EXERCISE OBJECTIVE: The required result is each line of the entries below containing the string "byte".

Dataset entries
^^^^^^^^^^^^^^^^

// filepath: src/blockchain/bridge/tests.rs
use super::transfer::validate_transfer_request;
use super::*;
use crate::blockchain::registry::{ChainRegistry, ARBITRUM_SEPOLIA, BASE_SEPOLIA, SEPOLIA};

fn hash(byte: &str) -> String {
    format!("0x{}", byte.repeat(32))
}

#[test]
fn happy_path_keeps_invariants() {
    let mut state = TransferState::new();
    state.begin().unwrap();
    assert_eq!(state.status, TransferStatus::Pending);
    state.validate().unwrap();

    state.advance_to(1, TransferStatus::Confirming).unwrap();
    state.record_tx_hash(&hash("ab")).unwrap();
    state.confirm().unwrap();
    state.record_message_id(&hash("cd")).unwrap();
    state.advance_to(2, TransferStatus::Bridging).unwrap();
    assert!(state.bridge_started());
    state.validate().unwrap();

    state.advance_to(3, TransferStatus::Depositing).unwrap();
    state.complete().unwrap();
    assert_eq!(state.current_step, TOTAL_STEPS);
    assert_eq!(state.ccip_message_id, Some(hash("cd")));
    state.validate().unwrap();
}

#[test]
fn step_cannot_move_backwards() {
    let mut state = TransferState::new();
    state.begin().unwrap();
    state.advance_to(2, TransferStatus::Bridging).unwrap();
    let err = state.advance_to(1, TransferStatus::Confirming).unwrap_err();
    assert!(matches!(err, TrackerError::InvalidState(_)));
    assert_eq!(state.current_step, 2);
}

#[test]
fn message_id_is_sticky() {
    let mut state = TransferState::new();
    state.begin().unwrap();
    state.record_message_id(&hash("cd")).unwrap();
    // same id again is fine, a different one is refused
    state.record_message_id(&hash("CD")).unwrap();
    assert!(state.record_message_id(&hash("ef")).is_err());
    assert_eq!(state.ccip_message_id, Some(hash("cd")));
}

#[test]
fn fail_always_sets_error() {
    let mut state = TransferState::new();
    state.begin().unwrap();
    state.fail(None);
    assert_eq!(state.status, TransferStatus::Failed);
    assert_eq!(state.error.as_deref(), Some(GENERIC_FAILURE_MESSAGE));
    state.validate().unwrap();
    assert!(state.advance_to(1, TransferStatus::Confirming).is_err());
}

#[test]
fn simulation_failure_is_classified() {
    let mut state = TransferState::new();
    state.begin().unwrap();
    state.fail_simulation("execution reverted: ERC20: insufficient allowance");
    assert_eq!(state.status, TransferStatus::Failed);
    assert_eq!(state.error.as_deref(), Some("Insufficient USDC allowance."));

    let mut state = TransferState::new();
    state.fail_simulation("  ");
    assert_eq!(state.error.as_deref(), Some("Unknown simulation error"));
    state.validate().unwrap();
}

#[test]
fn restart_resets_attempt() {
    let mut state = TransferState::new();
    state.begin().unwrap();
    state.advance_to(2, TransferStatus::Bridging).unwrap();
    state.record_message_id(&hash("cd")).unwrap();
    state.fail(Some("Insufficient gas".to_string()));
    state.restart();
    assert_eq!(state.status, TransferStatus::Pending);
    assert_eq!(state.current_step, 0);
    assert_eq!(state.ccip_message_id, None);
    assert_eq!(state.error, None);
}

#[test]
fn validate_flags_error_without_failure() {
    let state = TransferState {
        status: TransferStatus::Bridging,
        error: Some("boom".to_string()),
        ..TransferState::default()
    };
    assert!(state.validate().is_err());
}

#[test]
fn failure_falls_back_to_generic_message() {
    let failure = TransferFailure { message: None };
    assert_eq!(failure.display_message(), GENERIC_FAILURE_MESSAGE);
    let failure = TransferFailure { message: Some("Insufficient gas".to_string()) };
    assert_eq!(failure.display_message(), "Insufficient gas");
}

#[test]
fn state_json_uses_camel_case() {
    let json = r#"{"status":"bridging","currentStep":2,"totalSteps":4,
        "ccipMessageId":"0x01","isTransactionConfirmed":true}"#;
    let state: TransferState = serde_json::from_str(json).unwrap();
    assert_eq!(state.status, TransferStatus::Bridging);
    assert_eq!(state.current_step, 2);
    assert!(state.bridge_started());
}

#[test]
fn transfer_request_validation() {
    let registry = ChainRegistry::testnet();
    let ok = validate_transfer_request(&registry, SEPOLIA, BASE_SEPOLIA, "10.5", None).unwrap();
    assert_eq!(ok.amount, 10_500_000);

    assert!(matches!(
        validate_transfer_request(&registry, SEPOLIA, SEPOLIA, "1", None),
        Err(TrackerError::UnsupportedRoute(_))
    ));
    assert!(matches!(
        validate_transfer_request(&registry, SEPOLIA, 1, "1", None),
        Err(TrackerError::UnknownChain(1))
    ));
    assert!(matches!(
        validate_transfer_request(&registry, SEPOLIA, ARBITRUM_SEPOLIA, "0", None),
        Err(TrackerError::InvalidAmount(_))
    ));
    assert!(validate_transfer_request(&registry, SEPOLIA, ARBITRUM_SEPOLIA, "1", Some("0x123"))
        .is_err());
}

^^^^^^^^^^^^^^^^

SOLUTION FOR THIS EXERCISE:
fn hash(byte: &str) -> String {
    format!("0x{}", byte.repeat(32))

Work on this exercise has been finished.